**EXERCISE DESCRIPTION**. If a line in the data has the string "wins", please show it.

*** Opening ENTRIES SHOWN ***

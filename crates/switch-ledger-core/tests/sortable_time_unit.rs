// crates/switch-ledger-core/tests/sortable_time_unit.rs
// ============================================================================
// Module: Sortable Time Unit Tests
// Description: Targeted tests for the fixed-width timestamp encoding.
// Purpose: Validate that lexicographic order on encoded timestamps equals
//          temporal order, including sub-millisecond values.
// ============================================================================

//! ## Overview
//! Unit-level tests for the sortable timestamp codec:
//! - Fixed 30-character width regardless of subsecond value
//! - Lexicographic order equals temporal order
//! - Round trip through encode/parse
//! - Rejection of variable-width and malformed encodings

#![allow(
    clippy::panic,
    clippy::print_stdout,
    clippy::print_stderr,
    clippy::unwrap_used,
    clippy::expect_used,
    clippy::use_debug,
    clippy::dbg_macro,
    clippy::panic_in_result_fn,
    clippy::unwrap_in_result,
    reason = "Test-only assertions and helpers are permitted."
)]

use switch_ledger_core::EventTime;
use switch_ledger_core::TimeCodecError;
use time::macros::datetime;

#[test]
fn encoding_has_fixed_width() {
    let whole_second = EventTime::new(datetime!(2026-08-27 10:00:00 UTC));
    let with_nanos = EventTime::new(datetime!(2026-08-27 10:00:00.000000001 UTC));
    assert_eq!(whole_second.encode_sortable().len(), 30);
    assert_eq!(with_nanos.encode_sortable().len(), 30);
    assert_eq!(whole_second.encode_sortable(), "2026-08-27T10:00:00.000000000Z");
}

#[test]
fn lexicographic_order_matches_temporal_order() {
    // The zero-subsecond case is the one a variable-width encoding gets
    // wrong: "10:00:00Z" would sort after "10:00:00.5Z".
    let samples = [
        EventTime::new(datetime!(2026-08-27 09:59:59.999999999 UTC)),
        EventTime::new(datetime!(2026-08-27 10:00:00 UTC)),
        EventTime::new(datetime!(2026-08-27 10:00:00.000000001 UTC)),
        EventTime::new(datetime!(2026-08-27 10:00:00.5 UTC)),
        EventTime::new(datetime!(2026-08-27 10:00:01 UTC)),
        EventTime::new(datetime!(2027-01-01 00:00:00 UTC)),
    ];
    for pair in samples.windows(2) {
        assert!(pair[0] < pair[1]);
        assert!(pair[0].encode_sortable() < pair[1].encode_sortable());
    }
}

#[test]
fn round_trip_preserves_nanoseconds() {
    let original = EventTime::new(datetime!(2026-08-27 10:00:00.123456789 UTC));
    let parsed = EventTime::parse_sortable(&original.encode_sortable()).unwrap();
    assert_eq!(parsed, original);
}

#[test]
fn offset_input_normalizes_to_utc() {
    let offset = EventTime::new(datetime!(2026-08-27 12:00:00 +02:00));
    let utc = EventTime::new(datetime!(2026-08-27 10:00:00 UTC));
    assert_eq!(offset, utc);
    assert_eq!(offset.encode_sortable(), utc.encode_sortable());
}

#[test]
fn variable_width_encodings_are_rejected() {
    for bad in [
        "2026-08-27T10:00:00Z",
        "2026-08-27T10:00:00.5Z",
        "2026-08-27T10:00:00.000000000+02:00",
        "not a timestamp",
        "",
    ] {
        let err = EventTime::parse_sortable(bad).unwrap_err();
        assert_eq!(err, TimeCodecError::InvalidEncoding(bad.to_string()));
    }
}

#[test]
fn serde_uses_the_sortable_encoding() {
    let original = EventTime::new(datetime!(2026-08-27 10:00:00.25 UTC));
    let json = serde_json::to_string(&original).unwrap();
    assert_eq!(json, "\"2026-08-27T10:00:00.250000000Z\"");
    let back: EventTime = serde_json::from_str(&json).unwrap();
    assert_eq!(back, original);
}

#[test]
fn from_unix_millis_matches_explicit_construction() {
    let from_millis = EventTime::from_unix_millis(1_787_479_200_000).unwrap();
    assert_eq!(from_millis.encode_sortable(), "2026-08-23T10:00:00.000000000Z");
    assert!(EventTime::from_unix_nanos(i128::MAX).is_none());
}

*** Closing ENTRIES SHOWN ***
*** Opening ENTRIES SHOWN ***

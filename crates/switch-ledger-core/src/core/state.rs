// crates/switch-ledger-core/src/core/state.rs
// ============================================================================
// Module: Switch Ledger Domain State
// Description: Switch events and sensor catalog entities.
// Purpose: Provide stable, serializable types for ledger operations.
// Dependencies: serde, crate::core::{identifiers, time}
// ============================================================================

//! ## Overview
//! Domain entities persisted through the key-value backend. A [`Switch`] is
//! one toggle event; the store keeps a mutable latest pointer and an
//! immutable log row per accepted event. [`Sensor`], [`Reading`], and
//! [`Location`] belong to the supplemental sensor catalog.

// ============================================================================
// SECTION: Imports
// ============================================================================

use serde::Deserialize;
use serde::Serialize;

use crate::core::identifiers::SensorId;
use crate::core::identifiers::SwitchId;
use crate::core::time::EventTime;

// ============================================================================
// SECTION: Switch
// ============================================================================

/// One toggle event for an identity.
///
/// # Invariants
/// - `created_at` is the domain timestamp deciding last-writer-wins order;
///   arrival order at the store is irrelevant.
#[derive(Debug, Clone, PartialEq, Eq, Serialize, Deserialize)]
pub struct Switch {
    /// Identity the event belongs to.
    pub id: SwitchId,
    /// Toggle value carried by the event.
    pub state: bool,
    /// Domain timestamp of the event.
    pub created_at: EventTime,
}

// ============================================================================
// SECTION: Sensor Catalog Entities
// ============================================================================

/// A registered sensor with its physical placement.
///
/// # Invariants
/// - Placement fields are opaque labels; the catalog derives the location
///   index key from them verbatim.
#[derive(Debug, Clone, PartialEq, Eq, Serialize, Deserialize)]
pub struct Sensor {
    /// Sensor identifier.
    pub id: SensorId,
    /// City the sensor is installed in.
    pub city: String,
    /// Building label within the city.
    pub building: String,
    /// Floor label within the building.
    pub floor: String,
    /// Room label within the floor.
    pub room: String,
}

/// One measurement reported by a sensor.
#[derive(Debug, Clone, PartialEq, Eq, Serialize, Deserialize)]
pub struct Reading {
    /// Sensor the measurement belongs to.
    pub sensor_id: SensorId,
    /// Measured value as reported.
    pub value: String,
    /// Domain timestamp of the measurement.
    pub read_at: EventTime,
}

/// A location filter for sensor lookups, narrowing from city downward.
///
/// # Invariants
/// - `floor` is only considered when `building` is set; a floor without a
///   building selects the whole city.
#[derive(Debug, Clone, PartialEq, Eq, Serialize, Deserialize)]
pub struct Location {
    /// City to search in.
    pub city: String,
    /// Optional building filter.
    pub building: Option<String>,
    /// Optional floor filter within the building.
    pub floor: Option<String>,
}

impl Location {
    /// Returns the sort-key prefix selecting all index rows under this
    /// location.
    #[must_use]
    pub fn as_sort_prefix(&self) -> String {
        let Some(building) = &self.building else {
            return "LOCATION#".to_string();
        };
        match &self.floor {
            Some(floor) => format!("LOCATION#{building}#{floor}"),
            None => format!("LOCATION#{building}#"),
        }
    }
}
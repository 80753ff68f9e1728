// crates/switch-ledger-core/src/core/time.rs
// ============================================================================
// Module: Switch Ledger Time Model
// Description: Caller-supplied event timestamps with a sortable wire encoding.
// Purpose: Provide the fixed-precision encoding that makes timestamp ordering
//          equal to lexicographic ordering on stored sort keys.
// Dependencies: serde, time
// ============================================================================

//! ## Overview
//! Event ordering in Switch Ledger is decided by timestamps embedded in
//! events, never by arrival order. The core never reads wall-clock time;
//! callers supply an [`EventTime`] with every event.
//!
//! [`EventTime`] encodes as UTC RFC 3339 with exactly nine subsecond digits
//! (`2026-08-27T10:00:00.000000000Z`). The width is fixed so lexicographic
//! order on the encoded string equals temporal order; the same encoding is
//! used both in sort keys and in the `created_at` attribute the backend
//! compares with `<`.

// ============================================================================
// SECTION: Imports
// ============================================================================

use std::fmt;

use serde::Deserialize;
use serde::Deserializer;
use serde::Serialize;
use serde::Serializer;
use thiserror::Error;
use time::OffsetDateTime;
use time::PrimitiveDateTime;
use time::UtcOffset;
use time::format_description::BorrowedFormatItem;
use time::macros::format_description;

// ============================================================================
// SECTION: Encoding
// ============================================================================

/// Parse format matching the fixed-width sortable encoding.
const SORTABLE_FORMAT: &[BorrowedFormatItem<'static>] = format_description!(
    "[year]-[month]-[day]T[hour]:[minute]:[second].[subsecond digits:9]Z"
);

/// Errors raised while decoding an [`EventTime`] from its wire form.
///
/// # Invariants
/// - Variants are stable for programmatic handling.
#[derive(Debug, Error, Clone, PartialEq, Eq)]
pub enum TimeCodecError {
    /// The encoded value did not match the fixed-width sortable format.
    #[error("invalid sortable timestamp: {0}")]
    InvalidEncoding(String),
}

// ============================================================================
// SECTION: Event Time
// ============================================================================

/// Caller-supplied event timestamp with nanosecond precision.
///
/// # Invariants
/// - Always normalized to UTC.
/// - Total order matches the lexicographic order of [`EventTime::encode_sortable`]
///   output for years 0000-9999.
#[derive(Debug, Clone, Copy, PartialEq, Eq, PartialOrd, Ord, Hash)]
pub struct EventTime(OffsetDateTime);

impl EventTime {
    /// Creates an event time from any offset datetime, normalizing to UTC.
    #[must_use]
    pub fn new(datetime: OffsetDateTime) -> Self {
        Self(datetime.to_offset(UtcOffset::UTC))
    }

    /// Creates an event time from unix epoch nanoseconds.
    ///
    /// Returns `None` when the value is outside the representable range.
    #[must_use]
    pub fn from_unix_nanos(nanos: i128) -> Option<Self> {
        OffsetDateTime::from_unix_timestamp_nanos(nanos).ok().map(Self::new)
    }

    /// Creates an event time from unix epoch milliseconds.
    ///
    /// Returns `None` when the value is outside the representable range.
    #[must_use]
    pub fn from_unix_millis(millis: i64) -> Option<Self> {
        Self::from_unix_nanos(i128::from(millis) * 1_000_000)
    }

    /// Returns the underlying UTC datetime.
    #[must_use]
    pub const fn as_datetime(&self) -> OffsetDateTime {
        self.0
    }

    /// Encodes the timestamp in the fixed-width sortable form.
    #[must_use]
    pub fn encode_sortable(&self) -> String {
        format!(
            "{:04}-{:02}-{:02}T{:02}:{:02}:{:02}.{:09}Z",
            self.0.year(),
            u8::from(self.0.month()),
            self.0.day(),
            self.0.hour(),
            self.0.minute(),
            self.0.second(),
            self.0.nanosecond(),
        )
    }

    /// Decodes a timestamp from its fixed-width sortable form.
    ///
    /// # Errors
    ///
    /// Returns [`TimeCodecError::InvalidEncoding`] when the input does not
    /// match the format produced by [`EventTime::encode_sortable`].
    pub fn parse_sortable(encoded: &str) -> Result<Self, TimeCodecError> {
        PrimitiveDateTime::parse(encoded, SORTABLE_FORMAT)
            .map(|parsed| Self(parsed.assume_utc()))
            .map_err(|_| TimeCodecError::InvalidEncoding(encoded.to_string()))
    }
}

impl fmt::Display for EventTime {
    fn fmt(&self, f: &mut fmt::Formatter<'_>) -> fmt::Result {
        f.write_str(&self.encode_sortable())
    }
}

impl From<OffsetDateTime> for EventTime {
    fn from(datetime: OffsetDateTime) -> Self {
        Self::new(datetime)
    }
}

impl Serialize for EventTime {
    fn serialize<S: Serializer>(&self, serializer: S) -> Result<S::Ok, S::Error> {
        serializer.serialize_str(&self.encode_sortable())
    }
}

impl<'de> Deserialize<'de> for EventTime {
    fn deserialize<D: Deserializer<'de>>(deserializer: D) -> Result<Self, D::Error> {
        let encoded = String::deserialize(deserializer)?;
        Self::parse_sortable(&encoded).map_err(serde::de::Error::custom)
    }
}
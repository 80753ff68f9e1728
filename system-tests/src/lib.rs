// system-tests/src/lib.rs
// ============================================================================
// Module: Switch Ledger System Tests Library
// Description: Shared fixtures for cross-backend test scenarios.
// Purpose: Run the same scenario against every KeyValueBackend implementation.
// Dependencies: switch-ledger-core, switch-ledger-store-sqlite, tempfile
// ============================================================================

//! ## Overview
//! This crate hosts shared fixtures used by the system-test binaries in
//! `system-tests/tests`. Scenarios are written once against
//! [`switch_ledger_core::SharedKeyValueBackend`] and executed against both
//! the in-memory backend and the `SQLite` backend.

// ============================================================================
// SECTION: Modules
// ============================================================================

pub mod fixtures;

*** Closing ENTRIES SHOWN ***
*** Opening ENTRIES SHOWN ***

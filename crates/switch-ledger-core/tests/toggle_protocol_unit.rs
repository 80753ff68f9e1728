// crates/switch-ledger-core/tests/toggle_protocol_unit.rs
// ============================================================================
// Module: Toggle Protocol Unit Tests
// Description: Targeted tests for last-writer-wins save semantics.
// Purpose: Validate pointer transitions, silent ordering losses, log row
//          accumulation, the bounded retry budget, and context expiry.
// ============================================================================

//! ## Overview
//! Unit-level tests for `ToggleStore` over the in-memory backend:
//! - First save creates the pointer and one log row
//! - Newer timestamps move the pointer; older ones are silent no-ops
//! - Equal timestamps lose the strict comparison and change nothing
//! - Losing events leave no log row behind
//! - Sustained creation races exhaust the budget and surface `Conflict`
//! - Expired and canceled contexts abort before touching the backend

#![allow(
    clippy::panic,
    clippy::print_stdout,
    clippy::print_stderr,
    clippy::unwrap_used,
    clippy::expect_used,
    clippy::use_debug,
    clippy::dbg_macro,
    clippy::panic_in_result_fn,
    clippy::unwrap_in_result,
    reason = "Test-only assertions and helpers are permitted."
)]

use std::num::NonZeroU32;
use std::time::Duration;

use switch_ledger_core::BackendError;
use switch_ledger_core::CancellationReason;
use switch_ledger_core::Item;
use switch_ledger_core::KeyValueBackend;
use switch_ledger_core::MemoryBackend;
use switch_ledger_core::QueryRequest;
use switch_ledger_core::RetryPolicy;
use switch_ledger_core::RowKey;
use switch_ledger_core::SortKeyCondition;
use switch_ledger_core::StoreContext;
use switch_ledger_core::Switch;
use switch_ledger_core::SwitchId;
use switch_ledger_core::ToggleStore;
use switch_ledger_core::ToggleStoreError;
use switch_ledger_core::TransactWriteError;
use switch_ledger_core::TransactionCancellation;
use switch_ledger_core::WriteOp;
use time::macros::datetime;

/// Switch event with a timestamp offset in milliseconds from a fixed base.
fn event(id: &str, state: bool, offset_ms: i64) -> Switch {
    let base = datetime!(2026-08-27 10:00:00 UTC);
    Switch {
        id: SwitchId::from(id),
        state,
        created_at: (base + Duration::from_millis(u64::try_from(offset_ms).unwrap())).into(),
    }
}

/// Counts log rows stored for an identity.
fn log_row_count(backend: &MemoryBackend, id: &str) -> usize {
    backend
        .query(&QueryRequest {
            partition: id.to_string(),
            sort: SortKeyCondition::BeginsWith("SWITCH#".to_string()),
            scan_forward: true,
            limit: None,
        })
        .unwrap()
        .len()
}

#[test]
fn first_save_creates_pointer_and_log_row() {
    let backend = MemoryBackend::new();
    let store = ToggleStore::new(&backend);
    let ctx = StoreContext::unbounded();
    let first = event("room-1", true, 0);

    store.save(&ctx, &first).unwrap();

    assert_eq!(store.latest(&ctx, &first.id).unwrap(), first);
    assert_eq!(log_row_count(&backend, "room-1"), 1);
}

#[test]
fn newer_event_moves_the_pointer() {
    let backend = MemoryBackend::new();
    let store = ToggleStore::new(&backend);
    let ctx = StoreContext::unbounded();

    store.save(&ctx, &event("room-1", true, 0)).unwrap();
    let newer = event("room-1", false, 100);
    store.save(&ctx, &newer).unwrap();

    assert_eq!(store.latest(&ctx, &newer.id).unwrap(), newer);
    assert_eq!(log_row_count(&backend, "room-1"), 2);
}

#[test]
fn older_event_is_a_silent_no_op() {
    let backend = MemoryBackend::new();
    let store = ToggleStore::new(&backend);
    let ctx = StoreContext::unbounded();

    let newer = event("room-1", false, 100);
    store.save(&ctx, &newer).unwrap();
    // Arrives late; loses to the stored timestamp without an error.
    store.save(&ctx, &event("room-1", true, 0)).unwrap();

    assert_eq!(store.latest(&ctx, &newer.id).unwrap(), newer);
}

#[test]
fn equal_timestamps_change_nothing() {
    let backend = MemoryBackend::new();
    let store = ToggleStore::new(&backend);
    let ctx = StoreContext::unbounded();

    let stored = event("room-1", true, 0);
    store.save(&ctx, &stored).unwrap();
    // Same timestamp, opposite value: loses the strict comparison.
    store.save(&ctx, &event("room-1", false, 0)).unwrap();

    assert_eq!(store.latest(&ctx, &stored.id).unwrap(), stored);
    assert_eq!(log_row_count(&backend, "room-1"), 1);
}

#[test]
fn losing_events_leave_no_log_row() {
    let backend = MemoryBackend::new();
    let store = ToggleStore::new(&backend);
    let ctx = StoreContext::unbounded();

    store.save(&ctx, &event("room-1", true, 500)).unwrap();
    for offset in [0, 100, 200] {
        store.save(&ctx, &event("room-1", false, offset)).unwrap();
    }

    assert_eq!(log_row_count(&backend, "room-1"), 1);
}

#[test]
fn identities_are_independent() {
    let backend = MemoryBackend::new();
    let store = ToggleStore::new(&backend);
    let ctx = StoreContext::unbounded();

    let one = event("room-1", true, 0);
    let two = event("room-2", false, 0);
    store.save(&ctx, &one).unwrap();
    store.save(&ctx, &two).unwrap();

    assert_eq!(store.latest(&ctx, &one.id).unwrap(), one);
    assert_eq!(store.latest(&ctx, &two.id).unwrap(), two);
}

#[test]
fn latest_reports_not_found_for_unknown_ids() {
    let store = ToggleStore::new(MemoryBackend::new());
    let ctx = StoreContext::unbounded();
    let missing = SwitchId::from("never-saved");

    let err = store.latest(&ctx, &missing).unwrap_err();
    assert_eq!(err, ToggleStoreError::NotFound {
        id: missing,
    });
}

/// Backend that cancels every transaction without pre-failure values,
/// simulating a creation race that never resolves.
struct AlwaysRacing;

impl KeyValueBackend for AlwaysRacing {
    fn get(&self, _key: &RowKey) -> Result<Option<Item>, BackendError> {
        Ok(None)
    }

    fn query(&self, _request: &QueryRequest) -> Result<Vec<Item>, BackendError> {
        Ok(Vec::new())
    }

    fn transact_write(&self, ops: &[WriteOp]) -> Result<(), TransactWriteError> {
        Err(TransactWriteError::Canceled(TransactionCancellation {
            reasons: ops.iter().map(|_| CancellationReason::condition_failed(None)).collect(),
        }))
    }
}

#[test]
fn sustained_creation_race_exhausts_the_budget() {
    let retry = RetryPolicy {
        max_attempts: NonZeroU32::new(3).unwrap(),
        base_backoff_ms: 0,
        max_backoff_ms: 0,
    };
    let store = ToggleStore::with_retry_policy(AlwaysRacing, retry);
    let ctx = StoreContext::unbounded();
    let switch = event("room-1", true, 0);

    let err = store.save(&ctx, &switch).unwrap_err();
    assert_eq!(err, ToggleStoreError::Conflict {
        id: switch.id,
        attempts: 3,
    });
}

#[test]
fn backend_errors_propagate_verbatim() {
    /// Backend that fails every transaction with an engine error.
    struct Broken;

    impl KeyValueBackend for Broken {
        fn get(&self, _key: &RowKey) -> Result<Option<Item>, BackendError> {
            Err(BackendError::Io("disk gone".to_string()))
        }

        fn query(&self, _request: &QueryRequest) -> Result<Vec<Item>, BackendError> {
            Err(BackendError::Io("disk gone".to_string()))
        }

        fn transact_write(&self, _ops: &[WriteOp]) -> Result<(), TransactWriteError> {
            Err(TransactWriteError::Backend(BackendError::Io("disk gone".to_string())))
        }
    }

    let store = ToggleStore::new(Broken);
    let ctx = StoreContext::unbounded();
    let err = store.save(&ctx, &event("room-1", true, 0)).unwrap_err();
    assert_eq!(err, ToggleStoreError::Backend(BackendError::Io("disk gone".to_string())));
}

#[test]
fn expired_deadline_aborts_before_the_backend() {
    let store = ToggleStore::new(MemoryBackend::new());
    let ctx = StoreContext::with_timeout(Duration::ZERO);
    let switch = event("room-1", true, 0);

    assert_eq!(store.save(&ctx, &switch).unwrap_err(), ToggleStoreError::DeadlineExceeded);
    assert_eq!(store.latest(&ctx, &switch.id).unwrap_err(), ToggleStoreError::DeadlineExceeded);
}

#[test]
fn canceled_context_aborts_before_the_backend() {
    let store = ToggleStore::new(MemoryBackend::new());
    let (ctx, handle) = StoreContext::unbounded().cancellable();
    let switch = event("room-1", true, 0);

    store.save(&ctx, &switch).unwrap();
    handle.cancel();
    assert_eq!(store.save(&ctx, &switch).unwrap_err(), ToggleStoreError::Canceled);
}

*** Closing ENTRIES SHOWN ***

**ANSWER BOX**.
/// - `created_at` is the domain timestamp deciding last-writer-wins order;
// Description: Targeted tests for last-writer-wins save semantics.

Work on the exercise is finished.